Wearable Devices for Precision Medicine and Health State Monitoring

Wearable Devices for Precision Medicine and Health State Monitoring

Wearable Devices for Precision Medicine and Health State Monitoring 170 177 IEEE Transactions on Biomedical Engineering (TBME)

  

Wearable Devices for Precision Medicine and Health State Monitoring

A key requirement for precision medicine is the ability to define clinically-relevant subgroups that enable improved patient management as well as the elucidation of disease mechanisms. The ability to define subgroups requires measurements with high information content and with a frequency that enables appropriate assessment of an individual’s health state trajectory. The emphasis of precision medicine has largely focused on molecular testing, particularly genomics and proteomics, which are inherently high information content but not usually measured at high frequency. Parameters associated with vital signs can provide high information content, but measurements are usually performed by a clinician and hence are generally low frequency. Wearable devices can enable high frequency, real-time measurements of vital signs and related parameters, providing a more granular insight into an individual’s health state trajectory. Measurements associated with activity and mobility are often assessed by questionnaires, timed walk tests, or gait speed tests.

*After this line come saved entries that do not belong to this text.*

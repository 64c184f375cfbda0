//! Wall-clock source shared by the cache and the ranking engine.
//!
//! Cache expiry and paper age both depend on "now"; injecting the clock keeps
//! those decisions reproducible in tests.

use chrono::{DateTime, NaiveDate, Utc};
use std::sync::Mutex;

/// Source of the current time.
pub trait Clock: Send + Sync {
    fn now(&self) -> DateTime<Utc>;

    /// Seconds since the unix epoch, with millisecond precision.
    fn epoch_secs(&self) -> f64 {
        self.now().timestamp_millis() as f64 / 1000.0
    }

    fn today(&self) -> NaiveDate {
        self.now().date_naive()
    }
}

/// The system wall clock.
#[derive(Debug, Default, Clone, Copy)]
pub struct SystemClock;

impl Clock for SystemClock {
    fn now(&self) -> DateTime<Utc> {
        Utc::now()
    }
}

/// A clock that only moves when told to.
#[derive(Debug)]
pub struct ManualClock {
    now: Mutex<DateTime<Utc>>,
}

impl ManualClock {
    pub fn new(start: DateTime<Utc>) -> Self {
        Self {
            now: Mutex::new(start),
        }
    }

    pub fn advance(&self, by: chrono::Duration) {
        let mut now = self.now.lock().unwrap_or_else(|e| e.into_inner());
        *now += by;
    }

    pub fn set(&self, to: DateTime<Utc>) {
        *self.now.lock().unwrap_or_else(|e| e.into_inner()) = to;
    }
}

impl Clock for ManualClock {
    fn now(&self) -> DateTime<Utc> {
        *self.now.lock().unwrap_or_else(|e| e.into_inner())
    }
}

These measurements are also performed by clinicians, and hence are usually both low information content and low frequency. Wearable technologies can play an important role in advancing precision medicine by enabling high information content measurements at high frequency, especially in settings where measurements are operationally complex. In addition to vital signs and activity monitoring, wearable devices have the potential to contribute to high frequency measurement of emotional and cognitive health state. Although lagging behind physiological measurements, wearable devices also have potential for measurement of biomarkers in bodily fluids or breath. Key challenges in developing or adapting wearable technologies for medical applications are in establishing links to clinically-relevant parameters and/or outcomes, and in developing the associated data management and analytical tools. Here we review the challenges and opportunities for wearable devices in healthcare.